Stored data
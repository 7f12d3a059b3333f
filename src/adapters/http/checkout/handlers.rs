//! HTTP handlers for checkout endpoints.
//!
//! These handlers connect Axum routes to the checkout service and the
//! application layer command/query handlers.

use std::sync::Arc;

use axum::body::Bytes;
use axum::extract::{Json, Path, Query, State};
use axum::http::HeaderMap;
use axum::response::IntoResponse;

use crate::application::handlers::{
    GetOrderHandler, GetOrderQuery, HandlePaymentWebhookCommand, HandlePaymentWebhookHandler,
    HandlePaymentWebhookResult, OrderHistoryHandler, OrderHistoryQuery,
};
use crate::application::CheckoutService;
use crate::domain::checkout::{PaymentInfo, Purchase};
use crate::domain::foundation::ValidationError;
use crate::ports::{
    EventPublisher, OrderRepository, PaymentGateway, StockReservations, WebhookEventRepository,
};

use super::super::error::ApiError;
use super::dto::{
    HealthResponse, OrderHistoryEntry, OrderHistoryParams, OrderHistoryResponse, OrderResponse,
    PaymentIntentRequest, PaymentIntentResponse, PurchaseBody, PurchaseResponseDto, WebhookAck,
};

/// Header carrying the processor's webhook signature.
pub const SIGNATURE_HEADER: &str = "Stripe-Signature";

// ════════════════════════════════════════════════════════════════════════════════
// Application State
// ════════════════════════════════════════════════════════════════════════════════

/// Shared application state containing all dependencies.
///
/// Cloned for each request; every dependency is behind an `Arc`.
#[derive(Clone)]
pub struct CheckoutAppState {
    pub checkout: Arc<dyn CheckoutService>,
    pub orders: Arc<dyn OrderRepository>,
    pub stock: Arc<dyn StockReservations>,
    pub gateway: Arc<dyn PaymentGateway>,
    pub processed_webhooks: Arc<dyn WebhookEventRepository>,
    pub event_publisher: Arc<dyn EventPublisher>,
}

impl CheckoutAppState {
    pub fn get_order_handler(&self) -> GetOrderHandler {
        GetOrderHandler::new(self.orders.clone())
    }

    pub fn order_history_handler(&self) -> OrderHistoryHandler {
        OrderHistoryHandler::new(self.orders.clone())
    }

    pub fn webhook_handler(&self) -> HandlePaymentWebhookHandler {
        HandlePaymentWebhookHandler::new(
            self.orders.clone(),
            self.stock.clone(),
            self.gateway.clone(),
            self.processed_webhooks.clone(),
            self.event_publisher.clone(),
        )
    }
}

// ════════════════════════════════════════════════════════════════════════════════
// Command Handlers (POST endpoints)
// ════════════════════════════════════════════════════════════════════════════════

/// POST /api/checkout/purchase - Place an order
pub async fn place_order(
    State(state): State<CheckoutAppState>,
    Json(body): Json<PurchaseBody>,
) -> Result<impl IntoResponse, ApiError> {
    let purchase = Purchase::try_from(body.into_purchase())?;

    let result = state.checkout.place_order(purchase).await?;

    Ok(Json(PurchaseResponseDto::from(result)))
}

/// POST /api/checkout/payment-intent - Open a standalone payment intent
pub async fn create_payment_intent(
    State(state): State<CheckoutAppState>,
    Json(request): Json<PaymentIntentRequest>,
) -> Result<impl IntoResponse, ApiError> {
    let info = PaymentInfo::try_from(request)?;

    let intent = state.checkout.create_payment_intent(info).await?;

    Ok(Json(PaymentIntentResponse::from(intent)))
}

/// POST /api/webhooks/stripe - Handle payment processor events
pub async fn handle_stripe_webhook(
    State(state): State<CheckoutAppState>,
    headers: HeaderMap,
    body: Bytes,
) -> Result<impl IntoResponse, ApiError> {
    let signature = headers
        .get(SIGNATURE_HEADER)
        .and_then(|v| v.to_str().ok())
        .ok_or_else(|| ValidationError::empty_field(SIGNATURE_HEADER))?;

    let handler = state.webhook_handler();
    let cmd = HandlePaymentWebhookCommand {
        payload: body.to_vec(),
        signature: signature.to_string(),
    };

    let result = handler.handle(cmd).await?;

    let outcome = match result {
        HandlePaymentWebhookResult::OrderPaid { .. } => "order_paid",
        HandlePaymentWebhookResult::PaymentFailed { .. } => "payment_failed",
        HandlePaymentWebhookResult::OrderCancelled { .. } => "order_cancelled",
        HandlePaymentWebhookResult::AlreadyProcessed => "already_processed",
        HandlePaymentWebhookResult::Ignored { .. } => "ignored",
    };

    Ok(Json(WebhookAck {
        received: true,
        outcome: outcome.to_string(),
    }))
}

// ════════════════════════════════════════════════════════════════════════════════
// Query Handlers (GET endpoints)
// ════════════════════════════════════════════════════════════════════════════════

/// GET /api/orders/:tracking_number - Look up one order
pub async fn get_order(
    State(state): State<CheckoutAppState>,
    Path(tracking_number): Path<String>,
) -> Result<impl IntoResponse, ApiError> {
    let handler = state.get_order_handler();

    let order = handler.handle(GetOrderQuery { tracking_number }).await?;

    Ok(Json(OrderResponse::from(&order)))
}

/// GET /api/orders?email= - Orders placed under an e-mail address
pub async fn order_history(
    State(state): State<CheckoutAppState>,
    Query(params): Query<OrderHistoryParams>,
) -> Result<impl IntoResponse, ApiError> {
    let handler = state.order_history_handler();

    let orders = handler
        .handle(OrderHistoryQuery {
            email: params.email,
        })
        .await?;

    Ok(Json(OrderHistoryResponse {
        orders: orders.iter().map(OrderHistoryEntry::from).collect(),
    }))
}

/// GET /health - Liveness check
pub async fn health() -> impl IntoResponse {
    Json(HealthResponse {
        status: "ok".to_string(),
        version: env!("CARGO_PKG_VERSION").to_string(),
    })
}

#[cfg(test)]
mod tests {
    use super::*;
    use crate::adapters::events::InMemoryEventBus;
    use crate::adapters::http::error::ErrorResponse;
    use crate::adapters::memory::{
        InMemoryCatalog, InMemoryOrderRepository, InMemoryWebhookEventRepository,
    };
    use crate::adapters::stripe::MockPaymentGateway;
    use crate::application::handlers::{CreatePaymentIntentHandler, PlaceOrderHandler};
    use crate::application::{CheckoutServiceImpl, RetryPolicy};
    use crate::domain::foundation::{Money, ProductId};
    use crate::ports::CatalogProduct;
    use axum::http::StatusCode;
    use axum::response::Response;

    struct Harness {
        state: CheckoutAppState,
        catalog: Arc<InMemoryCatalog>,
        events: Arc<InMemoryEventBus>,
    }

    fn harness() -> Harness {
        let orders = Arc::new(InMemoryOrderRepository::new());
        let catalog = Arc::new(InMemoryCatalog::with_products([CatalogProduct {
            id: ProductId::new(1).unwrap(),
            name: "Coffee Mug".to_string(),
            unit_price: Money::from_cents(1899).unwrap(),
            active: true,
            units_in_stock: 10,
        }]));
        let gateway = Arc::new(MockPaymentGateway::new());
        let events = Arc::new(InMemoryEventBus::new());

        let place_order = PlaceOrderHandler::new(
            orders.clone(),
            catalog.clone(),
            catalog.clone(),
            gateway.clone(),
            events.clone(),
        );
        let create_intent =
            CreatePaymentIntentHandler::new(gateway.clone()).with_retry(RetryPolicy::none());
        let checkout = Arc::new(CheckoutServiceImpl::new(
            Arc::new(place_order),
            Arc::new(create_intent),
        ));

        Harness {
            state: CheckoutAppState {
                checkout,
                orders,
                stock: catalog.clone(),
                gateway,
                processed_webhooks: Arc::new(InMemoryWebhookEventRepository::new()),
                event_publisher: events.clone(),
            },
            catalog,
            events,
        }
    }

    fn purchase_body(quantity: u32) -> PurchaseBody {
        serde_json::from_value(serde_json::json!({
            "customer": {"firstName": "Grace", "lastName": "Hopper", "email": "grace@example.com"},
            "shippingAddress": {"street": "12 Navy Way", "city": "Arlington", "state": "VA",
                                "country": "US", "zipCode": "22202"},
            "billingAddress": {"street": "12 Navy Way", "city": "Arlington", "state": "VA",
                               "country": "US", "zipCode": "22202"},
            "order": {"totalPrice": 18.99 * f64::from(quantity), "totalQuantity": quantity},
            "orderItems": [
                {"productId": 1, "imageUrl": "assets/mug.png", "unitPrice": 18.99, "quantity": quantity}
            ]
        }))
        .unwrap()
    }

    async fn json<T: serde::de::DeserializeOwned>(response: Response) -> T {
        let bytes = axum::body::to_bytes(response.into_body(), usize::MAX)
            .await
            .unwrap();
        serde_json::from_slice(&bytes).unwrap()
    }

    #[tokio::test]
    async fn place_order_returns_confirmation() {
        let h = harness();
        let response = place_order(State(h.state.clone()), Json(purchase_body(2)))
            .await
            .into_response();

        assert_eq!(response.status(), StatusCode::OK);
        let body: PurchaseResponseDto = json(response).await;
        assert!(body.payment_intent_id.starts_with("pi_mock_"));
        assert_eq!(h.catalog.stock_of(ProductId::new(1).unwrap()).await, Some(8));
        assert!(h.events.has_event("order.placed.v1"));
    }

    #[tokio::test]
    async fn place_order_rejects_invalid_customer() {
        let h = harness();
        let body = serde_json::json!({
            "customer": {"firstName": "", "lastName": "Hopper", "email": "grace@example.com"},
            "shippingAddress": {"street": "12 Navy Way", "city": "Arlington", "state": "VA",
                                "country": "US", "zipCode": "22202"},
            "billingAddress": {"street": "12 Navy Way", "city": "Arlington", "state": "VA",
                               "country": "US", "zipCode": "22202"},
            "order": {"totalPrice": 18.99, "totalQuantity": 1},
            "orderItems": [{"productId": 1, "unitPrice": 18.99, "quantity": 1}]
        });
        let body: PurchaseBody = serde_json::from_value(body).unwrap();

        let response = place_order(State(h.state), Json(body)).await.into_response();

        assert_eq!(response.status(), StatusCode::BAD_REQUEST);
        let error: ErrorResponse = json(response).await;
        assert_eq!(error.code, "VALIDATION_FAILED");
    }

    #[tokio::test]
    async fn create_payment_intent_returns_client_secret() {
        let h = harness();
        let request = PaymentIntentRequest {
            amount: 4200,
            currency: "USD".to_string(),
            receipt_email: Some("grace@example.com".to_string()),
        };

        let response = create_payment_intent(State(h.state), Json(request))
            .await
            .into_response();

        assert_eq!(response.status(), StatusCode::OK);
        let body: PaymentIntentResponse = json(response).await;
        assert_eq!(body.amount, 4200);
        assert_eq!(body.currency, "usd");
        assert!(body.client_secret.is_some());
    }

    #[tokio::test]
    async fn get_order_round_trips_placed_order() {
        let h = harness();
        let placed: PurchaseResponseDto = json(
            place_order(State(h.state.clone()), Json(purchase_body(1)))
                .await
                .into_response(),
        )
        .await;

        let response = get_order(
            State(h.state),
            Path(placed.order_tracking_number.clone()),
        )
        .await
        .into_response();

        assert_eq!(response.status(), StatusCode::OK);
        let order: OrderResponse = json(response).await;
        assert_eq!(order.order_tracking_number, placed.order_tracking_number);
        assert_eq!(order.status, "awaiting_payment");
        assert_eq!(order.order_items.len(), 1);
    }

    #[tokio::test]
    async fn get_order_unknown_is_not_found() {
        let h = harness();
        let response = get_order(
            State(h.state),
            Path("7c9e6679-7425-40de-944b-e07fc1f90ae7".to_string()),
        )
        .await
        .into_response();
        assert_eq!(response.status(), StatusCode::NOT_FOUND);
    }

    #[tokio::test]
    async fn order_history_lists_orders_for_email() {
        let h = harness();
        for _ in 0..2 {
            let response = place_order(State(h.state.clone()), Json(purchase_body(1)))
                .await
                .into_response();
            assert_eq!(response.status(), StatusCode::OK);
        }

        let response = order_history(
            State(h.state),
            Query(OrderHistoryParams {
                email: "GRACE@example.com".to_string(),
            }),
        )
        .await
        .into_response();

        let body: OrderHistoryResponse = json(response).await;
        assert_eq!(body.orders.len(), 2);
    }

    #[tokio::test]
    async fn webhook_without_signature_is_rejected() {
        let h = harness();
        let response = handle_stripe_webhook(
            State(h.state),
            HeaderMap::new(),
            Bytes::from_static(b"{}"),
        )
        .await
        .into_response();

        assert_eq!(response.status(), StatusCode::BAD_REQUEST);
    }

    #[tokio::test]
    async fn webhook_marks_order_paid() {
        let h = harness();
        let placed: PurchaseResponseDto = json(
            place_order(State(h.state.clone()), Json(purchase_body(1)))
                .await
                .into_response(),
        )
        .await;

        let mut headers = HeaderMap::new();
        headers.insert(SIGNATURE_HEADER, "t=1,v1=abc".parse().unwrap());
        let payload = serde_json::json!({
            "id": "evt_1",
            "type": "payment_intent.succeeded",
            "data": {"object": {"id": placed.payment_intent_id}}
        });

        let response = handle_stripe_webhook(
            State(h.state.clone()),
            headers,
            Bytes::from(payload.to_string()),
        )
        .await
        .into_response();

        assert_eq!(response.status(), StatusCode::OK);
        let ack: WebhookAck = json(response).await;
        assert_eq!(ack.outcome, "order_paid");

        let order = h
            .state
            .get_order_handler()
            .handle(GetOrderQuery {
                tracking_number: placed.order_tracking_number,
            })
            .await
            .unwrap();
        assert_eq!(order.status.as_str(), "paid");
    }

    #[tokio::test]
    async fn health_reports_ok() {
        let response = health().await.into_response();
        let body: HealthResponse = json(response).await;
        assert_eq!(body.status, "ok");
    }
}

Your goal:
Your answer should be a single number, which is the count of lines in the data above that include the word "PurchaseBody".

Task response:
4